# Data for analysis
>>>

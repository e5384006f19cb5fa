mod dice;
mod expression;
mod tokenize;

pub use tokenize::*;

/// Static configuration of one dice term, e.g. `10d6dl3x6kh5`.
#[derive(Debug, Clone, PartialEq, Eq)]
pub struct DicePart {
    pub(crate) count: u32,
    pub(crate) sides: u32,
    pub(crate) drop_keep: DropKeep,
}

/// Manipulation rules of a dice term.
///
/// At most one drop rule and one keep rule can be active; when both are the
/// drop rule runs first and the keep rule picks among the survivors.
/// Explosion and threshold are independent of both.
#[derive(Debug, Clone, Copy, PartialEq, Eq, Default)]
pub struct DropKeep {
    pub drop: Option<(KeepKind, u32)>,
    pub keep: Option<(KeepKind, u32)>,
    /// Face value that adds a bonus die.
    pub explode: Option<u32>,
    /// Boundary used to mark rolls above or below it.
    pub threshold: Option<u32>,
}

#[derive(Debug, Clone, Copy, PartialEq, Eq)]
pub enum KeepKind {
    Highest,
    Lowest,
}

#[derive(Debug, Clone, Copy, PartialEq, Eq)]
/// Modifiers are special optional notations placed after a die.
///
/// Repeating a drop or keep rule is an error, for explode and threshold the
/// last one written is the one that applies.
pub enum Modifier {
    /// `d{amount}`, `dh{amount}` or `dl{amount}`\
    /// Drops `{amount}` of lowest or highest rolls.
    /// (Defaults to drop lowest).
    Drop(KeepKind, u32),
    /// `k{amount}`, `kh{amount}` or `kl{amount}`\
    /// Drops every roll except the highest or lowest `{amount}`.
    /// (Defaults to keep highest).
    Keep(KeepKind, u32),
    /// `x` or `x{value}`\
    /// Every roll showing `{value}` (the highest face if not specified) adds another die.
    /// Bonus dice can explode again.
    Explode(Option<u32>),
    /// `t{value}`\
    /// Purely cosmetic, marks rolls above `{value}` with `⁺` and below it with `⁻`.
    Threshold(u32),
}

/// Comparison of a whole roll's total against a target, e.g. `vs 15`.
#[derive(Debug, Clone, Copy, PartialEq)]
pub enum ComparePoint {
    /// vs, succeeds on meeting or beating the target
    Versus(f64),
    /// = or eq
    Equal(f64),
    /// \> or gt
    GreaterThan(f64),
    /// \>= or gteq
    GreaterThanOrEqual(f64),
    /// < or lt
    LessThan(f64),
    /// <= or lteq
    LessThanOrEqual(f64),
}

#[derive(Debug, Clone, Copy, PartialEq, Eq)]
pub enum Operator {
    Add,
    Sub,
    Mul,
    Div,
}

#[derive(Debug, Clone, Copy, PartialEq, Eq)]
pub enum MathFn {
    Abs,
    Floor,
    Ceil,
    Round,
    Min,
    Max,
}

<<<
>>>

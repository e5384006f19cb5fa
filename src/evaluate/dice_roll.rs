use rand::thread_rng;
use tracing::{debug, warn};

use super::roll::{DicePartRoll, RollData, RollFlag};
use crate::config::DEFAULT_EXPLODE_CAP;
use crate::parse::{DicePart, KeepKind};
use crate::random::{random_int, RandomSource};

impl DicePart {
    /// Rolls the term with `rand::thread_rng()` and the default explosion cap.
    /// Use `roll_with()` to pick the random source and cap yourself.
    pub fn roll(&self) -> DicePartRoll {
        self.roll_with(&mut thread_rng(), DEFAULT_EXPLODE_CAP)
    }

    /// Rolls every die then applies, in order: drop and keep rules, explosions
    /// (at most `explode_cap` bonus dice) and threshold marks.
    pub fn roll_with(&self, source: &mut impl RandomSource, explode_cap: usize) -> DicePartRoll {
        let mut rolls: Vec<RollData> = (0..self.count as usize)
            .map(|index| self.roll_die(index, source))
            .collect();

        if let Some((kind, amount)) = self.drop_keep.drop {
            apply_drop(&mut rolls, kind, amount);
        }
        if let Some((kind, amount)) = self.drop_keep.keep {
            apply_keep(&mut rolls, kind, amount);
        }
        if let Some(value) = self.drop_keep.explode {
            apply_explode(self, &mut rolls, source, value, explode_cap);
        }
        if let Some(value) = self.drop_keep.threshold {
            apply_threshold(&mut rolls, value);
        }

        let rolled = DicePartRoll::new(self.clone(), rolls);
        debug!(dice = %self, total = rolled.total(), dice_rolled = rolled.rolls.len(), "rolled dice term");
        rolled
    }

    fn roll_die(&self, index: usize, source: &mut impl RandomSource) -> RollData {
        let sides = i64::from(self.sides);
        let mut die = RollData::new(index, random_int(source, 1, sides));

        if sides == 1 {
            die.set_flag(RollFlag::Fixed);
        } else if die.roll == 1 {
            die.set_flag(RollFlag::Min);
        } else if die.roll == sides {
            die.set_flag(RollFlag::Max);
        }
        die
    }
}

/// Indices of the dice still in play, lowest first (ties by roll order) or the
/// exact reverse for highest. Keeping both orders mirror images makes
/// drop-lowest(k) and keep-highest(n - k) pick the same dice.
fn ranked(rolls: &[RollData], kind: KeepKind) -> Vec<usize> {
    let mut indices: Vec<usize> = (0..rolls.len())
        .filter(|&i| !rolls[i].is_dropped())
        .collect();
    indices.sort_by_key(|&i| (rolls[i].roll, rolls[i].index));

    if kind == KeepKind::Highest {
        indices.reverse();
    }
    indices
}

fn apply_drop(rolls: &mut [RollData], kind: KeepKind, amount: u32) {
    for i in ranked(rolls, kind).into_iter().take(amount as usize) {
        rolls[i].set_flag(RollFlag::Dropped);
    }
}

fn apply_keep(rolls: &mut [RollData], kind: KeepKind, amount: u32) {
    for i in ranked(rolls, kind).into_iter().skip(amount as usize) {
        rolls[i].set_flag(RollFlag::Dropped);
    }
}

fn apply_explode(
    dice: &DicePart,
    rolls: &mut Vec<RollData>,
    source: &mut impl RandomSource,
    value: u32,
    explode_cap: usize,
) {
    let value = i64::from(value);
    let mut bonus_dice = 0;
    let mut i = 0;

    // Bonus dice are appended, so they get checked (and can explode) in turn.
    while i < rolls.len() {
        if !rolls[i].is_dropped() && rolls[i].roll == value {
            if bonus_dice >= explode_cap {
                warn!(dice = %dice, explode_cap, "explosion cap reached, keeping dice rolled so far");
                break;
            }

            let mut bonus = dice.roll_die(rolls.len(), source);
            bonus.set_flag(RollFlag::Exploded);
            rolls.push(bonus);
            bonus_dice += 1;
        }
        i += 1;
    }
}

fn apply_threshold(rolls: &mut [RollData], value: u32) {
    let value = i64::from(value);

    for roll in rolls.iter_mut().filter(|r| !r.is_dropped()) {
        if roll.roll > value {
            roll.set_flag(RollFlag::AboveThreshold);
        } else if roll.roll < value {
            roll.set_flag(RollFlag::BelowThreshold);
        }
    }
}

<<<

# Activity
Whenever the word "term" occurs in a line above, copy that line.

# Solution to the problem
/// Static configuration of one dice term, e.g. `10d6dl3x6kh5`.
/// Manipulation rules of a dice term.
    /// Rolls the term with `rand::thread_rng()` and the default explosion cap.
        debug!(dice = %self, total = rolled.total(), dice_rolled = rolled.rolls.len(), "rolled dice term");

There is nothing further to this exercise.